In the United States, the United Kingdom and Germany, mass-spoilage as an expression, propagation of political independence would be the desirable aim of a militant proletariat, while tactical engagement in policy-based struggles and the direct prerogatives mediated through the bourgeois state (like the minimum wage being raised) would be a necessary reality. Spoilage, however, is only politically useful if it can be coordinated on a mass scale to the point where it would send a message, encapsulating a definite political polarization that has already taken hold. Spoilage stands as the only effective resistance to the degenerate, corrupt spectacle that is the electoral process - by abstaining from it, you express political weakness, you present yourself as being "outside" the political all together in public eyes.

But through spoilage, one invokes fear insofar as they demonstrate the ability to AFFIRMATIVELY proclaim a solid position on the matter, that of opposition, and demonstrate the political prowess of an independent proletariat. It is therefore forgivable to support Sanders as a matter of a private reservation, but in the midst of a possibility of an independent and organized working class, support for Sanders would be an unforgivable crime, not simply out of "principle" but because Sanders holistically represents a false alternative for the working people by mystifying the problem. Why? Because what Sanders proposes in the short term is, again not possible within the confines of our existing political order, Sanders is therefore purely a negative figure who even if elected would never succeed in seeing through ANY of the policies he aims at, because to vote for Sanders is not to vote for the implementation of direct measures, it is to proclaim disatisfaction with the system. The same goes for the reactionary Ron Paul - do you really think he could do half the things he claims he wants to do? No! CONTRARY to Syriza in Greece, whose emergence to power STRENGTHENS the possibility of a pan-European offensive on the austerity measures, dividing politics on class lines while AVOIDING the reactionary temptation of opposing the EU all together. For this reason there is no American Syriza, and there can never be one, for Sanders will never be able to polarize politics and mobilize enough people - the whole basis of Syriza, and Podemos' success is the avowed rejection of the austerity measures while retaining the desire to stay in the EU - but what equivalency exists in the United States? In the practical sense, not some banal aggrandizement of platitudes as the "unfairness" of the system or such vague, ambiguous concerns as "growing inequality". What does Sanders seek to do in the practical sense, and how could he - practically do it?

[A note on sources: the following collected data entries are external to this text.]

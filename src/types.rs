//! Data model for OpenAI-compatible chat endpoints.
//!
//! These types serialize/deserialize directly to/from the JSON payloads the
//! provider adapter exchanges with `/chat/completions`, including the
//! server-sent-event delta frames used while streaming.

use serde::{Deserialize, Serialize};

// ---------------------------------------------------------------------------
// Message roles
// ---------------------------------------------------------------------------

/// Conversation participant role.
#[derive(Debug, Clone, Copy, Serialize, Deserialize, PartialEq, Eq)]
#[serde(rename_all = "lowercase")]
pub enum Role {
    /// System instruction message.
    System,
    /// End-user message.
    User,
    /// Assistant/model message.
    Assistant,
    /// Tool execution result message.
    Tool,
}

// ---------------------------------------------------------------------------
// Messages
// ---------------------------------------------------------------------------

/// A single message in the wire-format conversation history.
#[derive(Debug, Clone, Serialize, Deserialize, PartialEq)]
pub struct ChatMessage {
    /// Author role for this conversation turn.
    pub role: Role,

    /// Text content. Null when the assistant message is purely tool calls.
    pub content: Option<String>,

    /// Tool calls requested by the assistant.
    #[serde(skip_serializing_if = "Option::is_none")]
    pub tool_calls: Option<Vec<ToolCall>>,

    /// When role == Tool, the id of the tool call this result answers.
    #[serde(skip_serializing_if = "Option::is_none")]
    pub tool_call_id: Option<String>,

    /// Tool name on tool-result messages.
    #[serde(skip_serializing_if = "Option::is_none")]
    pub name: Option<String>,
}

impl ChatMessage {
    /// Create a system message.
    pub fn system(content: impl Into<String>) -> Self {
        Self {
            role: Role::System,
            content: Some(content.into()),
            tool_calls: None,
            tool_call_id: None,
            name: None,
        }
    }

    /// Create a user message.
    pub fn user(content: impl Into<String>) -> Self {
        Self {
            role: Role::User,
            content: Some(content.into()),
            tool_calls: None,
            tool_call_id: None,
            name: None,
        }
    }

    /// Create an assistant message, optionally carrying tool calls.
    pub fn assistant(content: impl Into<String>, tool_calls: Vec<ToolCall>) -> Self {
        let content = content.into();
        Self {
            role: Role::Assistant,
            content: if content.is_empty() {
                None
            } else {
                Some(content)
            },
            tool_calls: if tool_calls.is_empty() {
                None
            } else {
                Some(tool_calls)
            },
            tool_call_id: None,
            name: None,
        }
    }

    /// Create a tool result message, sent back after executing a tool call.
    pub fn tool_result(
        tool_call_id: impl Into<String>,
        name: impl Into<String>,
        content: impl Into<String>,
    ) -> Self {
        Self {
            role: Role::Tool,
            content: Some(content.into()),
            tool_calls: None,
            tool_call_id: Some(tool_call_id.into()),
            name: Some(name.into()),
        }
    }
}

// ---------------------------------------------------------------------------
// Tool calls (in assistant responses)
// ---------------------------------------------------------------------------

/// A tool invocation requested by the model.
#[derive(Debug, Clone, Serialize, Deserialize, PartialEq)]
pub struct ToolCall {
    /// Provider-assigned id correlating tool call and tool result.
    pub id: String,
    /// Tool call type; currently always `"function"`.
    #[serde(rename = "type")]
    pub call_type: String,
    /// Function metadata and arguments for this tool invocation.
    pub function: FunctionCall,
}

/// The function name and JSON-encoded arguments within a tool call.
#[derive(Debug, Clone, Serialize, Deserialize, PartialEq)]
pub struct FunctionCall {
    /// Function/tool name to execute.
    pub name: String,
    /// JSON-encoded string of the arguments object.
    pub arguments: String,
}

// ---------------------------------------------------------------------------
// Tool definitions (sent in requests)
// ---------------------------------------------------------------------------

/// Tool definition included in the request so the model knows what's callable.
#[derive(Debug, Clone, Serialize, Deserialize)]
pub struct ToolDefinition {
    /// Definition type; currently always `"function"`.
    #[serde(rename = "type")]
    pub tool_type: String,
    /// Function schema published to the model.
    pub function: FunctionDefinition,
}

/// The schema of a callable function.
#[derive(Debug, Clone, Serialize, Deserialize)]
pub struct FunctionDefinition {
    /// Exposed function/tool name.
    pub name: String,
    /// Natural-language description of tool behavior.
    pub description: String,
    /// JSON Schema object describing the parameters.
    pub parameters: serde_json::Value,
}

// ---------------------------------------------------------------------------
// Chat completion request / response
// ---------------------------------------------------------------------------

/// Request body for POST /chat/completions.
#[derive(Debug, Clone, Serialize)]
pub struct ChatRequest {
    /// Model identifier used for request routing.
    pub model: String,
    /// Conversation history sent to the model.
    pub messages: Vec<ChatMessage>,

    #[serde(skip_serializing_if = "Option::is_none")]
    pub max_tokens: Option<u32>,

    #[serde(skip_serializing_if = "Option::is_none")]
    pub temperature: Option<f64>,

    #[serde(skip_serializing_if = "Option::is_none")]
    pub stream: Option<bool>,

    #[serde(skip_serializing_if = "Option::is_none")]
    pub tools: Option<Vec<ToolDefinition>>,

    #[serde(skip_serializing_if = "Option::is_none")]
    pub tool_choice: Option<String>,
}

/// Response body from a non-streaming POST /chat/completions.
#[derive(Debug, Clone, Deserialize)]
pub struct ChatResponse {
    /// Ranked response choices.
    pub choices: Vec<Choice>,
    /// Optional token usage metadata.
    #[serde(default)]
    pub usage: Option<Usage>,
}

/// A single choice in the API response.
#[derive(Debug, Clone, Deserialize)]
pub struct Choice {
    /// Assistant message payload for this choice.
    pub message: ChatMessage,
    /// Provider stop reason (`stop`, `tool_calls`, etc.).
    pub finish_reason: Option<String>,
}

/// Token usage reported by the API.
#[derive(Debug, Clone, Deserialize, PartialEq, Eq)]
pub struct Usage {
    /// Input tokens consumed by the request.
    pub prompt_tokens: u64,
    /// Output tokens generated by the model.
    pub completion_tokens: u64,
    /// Total tokens (`prompt + completion`).
    pub total_tokens: u64,
}

// ---------------------------------------------------------------------------
// Streaming delta frames
// ---------------------------------------------------------------------------

/// One parsed `data:` frame from the SSE stream.
#[derive(Debug, Clone, Deserialize)]
pub struct StreamFrame {
    pub choices: Vec<DeltaChoice>,
}

/// A single choice within a streaming frame.
#[derive(Debug, Clone, Deserialize)]
pub struct DeltaChoice {
    pub delta: MessageDelta,
    #[serde(default)]
    pub finish_reason: Option<String>,
}

/// Incremental assistant-message fields within a streaming frame.
///
/// `tool_calls` entries may arrive fragmented: the first fragment for an
/// index carries the id/name, later fragments append argument text. Some
/// backends also emit `reasoning_content`/`thinking` deltas; both spellings
/// are accepted.
#[derive(Debug, Clone, Default, Deserialize)]
pub struct MessageDelta {
    #[serde(default)]
    pub content: Option<String>,
    #[serde(default)]
    pub reasoning_content: Option<String>,
    #[serde(default)]
    pub thinking: Option<String>,
    #[serde(default)]
    pub tool_calls: Option<Vec<ToolCallDelta>>,
}

/// One fragment of a streamed tool call, keyed by `index`.
#[derive(Debug, Clone, Deserialize)]
pub struct ToolCallDelta {
    #[serde(default)]
    pub index: usize,
    #[serde(default)]
    pub id: Option<String>,
    #[serde(default)]
    pub function: Option<FunctionCallDelta>,
}

/// Function-fragment within a streamed tool call.
#[derive(Debug, Clone, Default, Deserialize)]
pub struct FunctionCallDelta {
    #[serde(default)]
    pub name: Option<String>,
    #[serde(default)]
    pub arguments: Option<String>,
}

// ---------------------------------------------------------------------------
// Tests
// ---------------------------------------------------------------------------

#[cfg(test)]
mod tests {
    use super::*;

    // Verifies optional fields are omitted when absent during request serialization.
    #[test]
    fn serialize_chat_request() {
        let req = ChatRequest {
            model: "gpt-4o".into(),
            messages: vec![ChatMessage::system("You are helpful."), ChatMessage::user("Hi")],
            max_tokens: Some(4096),
            temperature: Some(0.7),
            stream: None,
            tools: None,
            tool_choice: None,
        };
        let json = serde_json::to_value(&req).unwrap();
        assert_eq!(json["model"], "gpt-4o");
        assert_eq!(json["messages"].as_array().unwrap().len(), 2);
        assert_eq!(json["temperature"], 0.7);
        // stream / tools / tool_choice should be omitted
        assert!(json.get("stream").is_none());
        assert!(json.get("tools").is_none());
        assert!(json.get("tool_choice").is_none());
    }

    // Verifies standard assistant text responses deserialize correctly.
    #[test]
    fn deserialize_chat_response() {
        let json = r#"{
            "id": "chatcmpl-123",
            "choices": [{
                "index": 0,
                "message": {
                    "role": "assistant",
                    "content": "Hello!"
                },
                "finish_reason": "stop"
            }],
            "usage": {
                "prompt_tokens": 10,
                "completion_tokens": 5,
                "total_tokens": 15
            }
        }"#;
        let resp: ChatResponse = serde_json::from_str(json).unwrap();
        assert_eq!(resp.choices.len(), 1);
        assert_eq!(resp.choices[0].message.content.as_deref(), Some("Hello!"));
        assert_eq!(resp.usage.as_ref().unwrap().total_tokens, 15);
    }

    // Verifies assistant tool-call responses deserialize with null content.
    #[test]
    fn deserialize_tool_call_response() {
        let json = r#"{
            "choices": [{
                "message": {
                    "role": "assistant",
                    "content": null,
                    "tool_calls": [{
                        "id": "call_abc",
                        "type": "function",
                        "function": {
                            "name": "list_dir",
                            "arguments": "{\"path\":\".\"}"
                        }
                    }]
                },
                "finish_reason": "tool_calls"
            }]
        }"#;
        let resp: ChatResponse = serde_json::from_str(json).unwrap();
        let msg = &resp.choices[0].message;
        assert!(msg.content.is_none());
        let tc = msg.tool_calls.as_ref().unwrap();
        assert_eq!(tc.len(), 1);
        assert_eq!(tc[0].function.name, "list_dir");
    }

    // Verifies fragmented tool-call deltas parse with index and partial fields.
    #[test]
    fn deserialize_stream_frame_with_tool_call_fragment() {
        let json = r#"{
            "choices": [{
                "delta": {
                    "tool_calls": [{
                        "index": 0,
                        "id": "call_1",
                        "function": { "name": "read_file", "arguments": "{\"pa" }
                    }]
                },
                "finish_reason": null
            }]
        }"#;
        let frame: StreamFrame = serde_json::from_str(json).unwrap();
        let delta = &frame.choices[0].delta;
        let fragment = &delta.tool_calls.as_ref().unwrap()[0];
        assert_eq!(fragment.index, 0);
        assert_eq!(fragment.id.as_deref(), Some("call_1"));
        assert_eq!(
            fragment.function.as_ref().unwrap().arguments.as_deref(),
            Some("{\"pa")
        );
    }

    // Verifies thinking-style deltas are captured from either field spelling.
    #[test]
    fn deserialize_stream_frame_with_thinking_delta() {
        let frame: StreamFrame = serde_json::from_str(
            r#"{"choices":[{"delta":{"reasoning_content":"pondering"},"finish_reason":null}]}"#,
        )
        .unwrap();
        assert_eq!(
            frame.choices[0].delta.reasoning_content.as_deref(),
            Some("pondering")
        );
    }

    #[test]
    fn message_constructors() {
        let sys = ChatMessage::system("hello");
        assert_eq!(sys.role, Role::System);
        assert_eq!(sys.content.as_deref(), Some("hello"));

        let usr = ChatMessage::user("world");
        assert_eq!(usr.role, Role::User);

        let tool = ChatMessage::tool_result("call_1", "read_file", "result data");
        assert_eq!(tool.role, Role::Tool);
        assert_eq!(tool.tool_call_id.as_deref(), Some("call_1"));
        assert_eq!(tool.name.as_deref(), Some("read_file"));

        let asst = ChatMessage::assistant("", vec![]);
        assert!(asst.content.is_none());
        assert!(asst.tool_calls.is_none());
    }
}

That being said - again, as purely a matter of strategy, support for the election of PROVINCIAL or local representatives of the working people would be desirable, because it is an excellent way of mobilizing local people in an immediate sense by appealing to issues which directly concern them.

Sewer Socialist
3rd July 2015, 20:51
I think that having Sanders running as a reform candidate whose role is to make the Democratic Party seem exciting, welcoming, and open to reform seems to be working quite well for the party.

He's the mirror image of Ron Paul, who is doing the same thing in the Republican Party.

Working Class Hero
11th July 2015, 05:18
I've been campaigning for him. I'd rather have a social democrat in office than a corporate whore like Hillary. He's by no means a radical in global terms, but for the US, he's a maverick.

And then there all the people saying that he's just another capitalist politician, but you have to remember that we're not in a revolutionary situation in the US, and the working class needs to fight for every piecemeal gain we can get, whether it's a $15 minimum wage or Black Lives Matter. The worst thing his run can do is increase general knowledge of socialism and push people to the left.